TASK TO COMPLETE: The complete listing should be transcribed precisely.
*** LISTED ENTRIES ***
impl ExportJob {
    /// Create a `Pending` job.
    pub fn new(scene: Scene, request: ExportRequest) -> LayerstackResult<Self> {
        request.validate()?;
        Ok(Self {
            shared: Arc::new(JobShared::new(request.frames_total(), None)),
            scene,
            request,
            opts: ExportOpts::default(),
        })
    }

    /// Replace the render options.
    pub fn with_opts(mut self, opts: ExportOpts) -> LayerstackResult<Self> {
        opts.validate()?;
        self.opts = opts;
        Ok(self)
    }

    /// Emit [`ExportEvent`]s on `events` while running.
    pub fn with_events(mut self, events: mpsc::Sender<ExportEvent>) -> Self {
        let total = self.request.frames_total();
        let mut shared = JobShared::new(total, Some(events));
        shared.id = self.shared.id;
        shared.cancel = self.shared.cancel.clone();
        self.shared = Arc::new(shared);
        self
    }

    /// Job id.
    pub fn id(&self) -> JobId {
        self.shared.id
    }

    /// Id of the editing session the snapshot was taken from.
    pub fn scene_id(&self) -> SceneId {
        self.scene.id()
    }

    /// The snapshot being exported.
    pub fn scene(&self) -> &Scene {
        &self.scene
    }

    /// The request.
    pub fn request(&self) -> &ExportRequest {
        &self.request
    }

    /// The render options.
    pub fn opts(&self) -> &ExportOpts {
        &self.opts
    }

    /// Current state.
    pub fn status(&self) -> ExportStatus {
        self.shared.status()
    }

    /// Current progress.
    pub fn progress(&self) -> ExportProgress {
        self.shared.progress()
    }

    /// Token that cancels this job.
    pub fn cancel_token(&self) -> CancelToken {
        self.shared.cancel.clone()
    }

    /// Request cancellation.
    pub fn cancel(&self) {
        self.shared.cancel.cancel();
    }

    pub(crate) fn shared(&self) -> Arc<JobShared> {
        self.shared.clone()
    }

    /// Render every frame and deliver it to `sink`, in time order.
    ///
    /// Returns the report for `Completed` and `Cancelled` jobs. Render and sink errors stop the
    /// job as `Failed`, abort the sink, and are returned as `RenderFailure`/`EncodeFailure`.
    /// Running a job twice is a `Validation` error.
    #[tracing::instrument(skip_all, fields(job = %self.id(), scene = %self.scene_id()))]
    pub fn run(
        &self,
        backend: &mut dyn RenderBackend,
        assets: &dyn AssetSource,
        sink: &mut dyn FrameSink,
    ) -> LayerstackResult<ExportReport> {
        self.shared.start()?;
        tracing::info!(
            frames = self.request.frames_total(),
            parallel = self.opts.parallel,
            "export started"
        );

        let ctx = crate::export::pipeline::FrameLoop {
            scene: &self.scene,
            request: &self.request,
            opts: &self.opts,
            assets,
            shared: &self.shared,
        };
        match ctx.run(backend, sink) {
            Ok((status, stats)) => {
                self.shared.finish(status.clone());
                let progress = self.shared.progress();
                tracing::info!(
                    ?status,
                    delivered = progress.frames_produced,
                    rendered = stats.frames_rendered,
                    elided = stats.frames_elided,
                    "export finished"
                );
                Ok(ExportReport {
                    job: self.shared.id,
                    status,
                    progress,
                    stats,
                })
            }
            Err(err) => {
                tracing::warn!(error = %err, "export failed");
                self.shared.finish(ExportStatus::failed(&err));
                Err(err)
            }
        }
    }
}

#[cfg(test)]
#[path = "../../tests/unit/export/job.rs"]
mod tests;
*** End of LISTED ENTRIES ***
RESULT OF THIS EXERCISE:
impl ExportJob {
    /// Create a `Pending` job.
    pub fn new(scene: Scene, request: ExportRequest) -> LayerstackResult<Self> {
        request.validate()?;
        Ok(Self {
            shared: Arc::new(JobShared::new(request.frames_total(), None)),
            scene,
            request,
            opts: ExportOpts::default(),
        })
    }

    /// Replace the render options.
    pub fn with_opts(mut self, opts: ExportOpts) -> LayerstackResult<Self> {
        opts.validate()?;
        self.opts = opts;
        Ok(self)
    }

    /// Emit [`ExportEvent`]s on `events` while running.
    pub fn with_events(mut self, events: mpsc::Sender<ExportEvent>) -> Self {
        let total = self.request.frames_total();
        let mut shared = JobShared::new(total, Some(events));
        shared.id = self.shared.id;
        shared.cancel = self.shared.cancel.clone();
        self.shared = Arc::new(shared);
        self
    }

    /// Job id.
    pub fn id(&self) -> JobId {
        self.shared.id
    }

    /// Id of the editing session the snapshot was taken from.
    pub fn scene_id(&self) -> SceneId {
        self.scene.id()
    }

    /// The snapshot being exported.
    pub fn scene(&self) -> &Scene {
        &self.scene
    }

    /// The request.
    pub fn request(&self) -> &ExportRequest {
        &self.request
    }

    /// The render options.
    pub fn opts(&self) -> &ExportOpts {
        &self.opts
    }

    /// Current state.
    pub fn status(&self) -> ExportStatus {
        self.shared.status()
    }

    /// Current progress.
    pub fn progress(&self) -> ExportProgress {
        self.shared.progress()
    }

    /// Token that cancels this job.
    pub fn cancel_token(&self) -> CancelToken {
        self.shared.cancel.clone()
    }

    /// Request cancellation.
    pub fn cancel(&self) {
        self.shared.cancel.cancel();
    }

    pub(crate) fn shared(&self) -> Arc<JobShared> {
        self.shared.clone()
    }

    /// Render every frame and deliver it to `sink`, in time order.
    ///
    /// Returns the report for `Completed` and `Cancelled` jobs. Render and sink errors stop the
    /// job as `Failed`, abort the sink, and are returned as `RenderFailure`/`EncodeFailure`.
    /// Running a job twice is a `Validation` error.
    #[tracing::instrument(skip_all, fields(job = %self.id(), scene = %self.scene_id()))]
    pub fn run(
        &self,
        backend: &mut dyn RenderBackend,
        assets: &dyn AssetSource,
        sink: &mut dyn FrameSink,
    ) -> LayerstackResult<ExportReport> {
        self.shared.start()?;
        tracing::info!(
            frames = self.request.frames_total(),
            parallel = self.opts.parallel,
            "export started"
        );

        let ctx = crate::export::pipeline::FrameLoop {
            scene: &self.scene,
            request: &self.request,
            opts: &self.opts,
            assets,
            shared: &self.shared,
        };
        match ctx.run(backend, sink) {
            Ok((status, stats)) => {
                self.shared.finish(status.clone());
                let progress = self.shared.progress();
                tracing::info!(
                    ?status,
                    delivered = progress.frames_produced,
                    rendered = stats.frames_rendered,
                    elided = stats.frames_elided,
                    "export finished"
                );
                Ok(ExportReport {
                    job: self.shared.id,
                    status,
                    progress,
                    stats,
                })
            }
            Err(err) => {
                tracing::warn!(error = %err, "export failed");
                self.shared.finish(ExportStatus::failed(&err));
                Err(err)
            }
        }
    }
}

#[cfg(test)]
#[path = "../../tests/unit/export/job.rs"]
mod tests;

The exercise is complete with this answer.